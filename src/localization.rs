//! # Localization Module
//!
//! Fluent message catalogues for every user-facing string: error explanations,
//! personal warnings, recommendations and CLI summaries. Catalogues are embedded
//! at compile time so the library works from any working directory.

use anyhow::Result;
use fluent_bundle::concurrent::FluentBundle;
use fluent_bundle::{FluentArgs, FluentResource, FluentValue};
use lazy_static::lazy_static;
use log::{error, warn};
use std::collections::HashMap;
use unic_langid::LanguageIdentifier;

pub const DEFAULT_LANGUAGE: &str = "en";

const CATALOGUES: &[(&str, &str)] = &[
    ("en", include_str!("../locales/en/main.ftl")),
    ("fr", include_str!("../locales/fr/main.ftl")),
];

/// Localization manager holding one bundle per supported language
pub struct LocalizationManager {
    bundles: HashMap<String, FluentBundle<FluentResource>>,
}

impl LocalizationManager {
    /// Create a new localization manager with every embedded catalogue
    pub fn new() -> Result<Self> {
        let mut bundles = HashMap::new();

        for (language, source) in CATALOGUES {
            let locale: LanguageIdentifier = language.parse()?;
            let bundle = Self::create_bundle(&locale, source);
            bundles.insert(language.to_string(), bundle);
        }

        Ok(Self { bundles })
    }

    fn empty() -> Self {
        Self {
            bundles: HashMap::new(),
        }
    }

    /// Create a fluent bundle for a specific locale
    fn create_bundle(locale: &LanguageIdentifier, source: &str) -> FluentBundle<FluentResource> {
        let mut bundle = FluentBundle::new_concurrent(vec![locale.clone()]);
        // Plain terminal output; no bidi isolation marks around arguments
        bundle.set_use_isolating(false);

        let resource = match FluentResource::try_new(source.to_string()) {
            Ok(resource) => resource,
            Err((resource, errors)) => {
                warn!("Catalogue for {} has {} parse errors", locale, errors.len());
                resource
            }
        };
        if let Err(errors) = bundle.add_resource(resource) {
            warn!("Catalogue for {} has {} duplicate messages", locale, errors.len());
        }

        bundle
    }

    /// Whether a catalogue exists for the language (region subtags ignored)
    pub fn is_language_supported(&self, language: &str) -> bool {
        self.bundles.contains_key(&primary_subtag(language))
    }

    pub fn supported_languages(&self) -> Vec<&str> {
        let mut languages: Vec<&str> = self.bundles.keys().map(String::as_str).collect();
        languages.sort_unstable();
        languages
    }

    /// Get a localized message, falling back to English for unknown languages or keys
    pub fn get_message_in_language(
        &self,
        key: &str,
        language: &str,
        args: Option<&HashMap<&str, &str>>,
    ) -> String {
        let language = primary_subtag(language);
        let candidates = [language.as_str(), DEFAULT_LANGUAGE];

        for candidate in candidates {
            if let Some(message) = self.format(candidate, key, args) {
                return message;
            }
        }

        format!("Missing translation: {}", key)
    }

    fn format(&self, language: &str, key: &str, args: Option<&HashMap<&str, &str>>) -> Option<String> {
        let bundle = self.bundles.get(language)?;
        let pattern = bundle.get_message(key)?.value()?;

        let fluent_args = args.map(|args| {
            let mut fluent_args = FluentArgs::new();
            for (name, value) in args {
                fluent_args.set(*name, FluentValue::from(*value));
            }
            fluent_args
        });

        let mut errors = vec![];
        let value = bundle.format_pattern(pattern, fluent_args.as_ref(), &mut errors);
        if !errors.is_empty() {
            warn!("Formatting '{}' in {} reported {} errors", key, language, errors.len());
        }

        Some(value.into_owned())
    }
}

fn primary_subtag(language: &str) -> String {
    language
        .split(['-', '_'])
        .next()
        .unwrap_or(DEFAULT_LANGUAGE)
        .trim()
        .to_lowercase()
}

lazy_static! {
    static ref LOCALIZATION: LocalizationManager = LocalizationManager::new().unwrap_or_else(|err| {
        error!("Failed to initialize localization: {}", err);
        LocalizationManager::empty()
    });
}

/// Get the global localization manager
pub fn get_localization_manager() -> &'static LocalizationManager {
    &LOCALIZATION
}

/// Localized message in the given language (English when `None`)
pub fn t_lang(key: &str, language: Option<&str>) -> String {
    get_localization_manager().get_message_in_language(
        key,
        language.unwrap_or(DEFAULT_LANGUAGE),
        None,
    )
}

/// Localized message with string arguments in the given language
pub fn t_args_lang(key: &str, args: &[(&str, &str)], language: Option<&str>) -> String {
    let args_map: HashMap<&str, &str> = args.iter().cloned().collect();
    get_localization_manager().get_message_in_language(
        key,
        language.unwrap_or(DEFAULT_LANGUAGE),
        Some(&args_map),
    )
}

################

▶ Assigned task: In the listing above, find the line with "bundle = FluentBundle::new_concurrent(vec![locale.clone()]);" and the line with "Err((resource, errors)) =>". Output those two lines and every line between them, exactly as written.

▶ Expected output:
        let mut bundle = FluentBundle::new_concurrent(vec![locale.clone()]);
        // Plain terminal output; no bidi isolation marks around arguments
        bundle.set_use_isolating(false);

        let resource = match FluentResource::try_new(source.to_string()) {
            Ok(resource) => resource,
            Err((resource, errors)) => {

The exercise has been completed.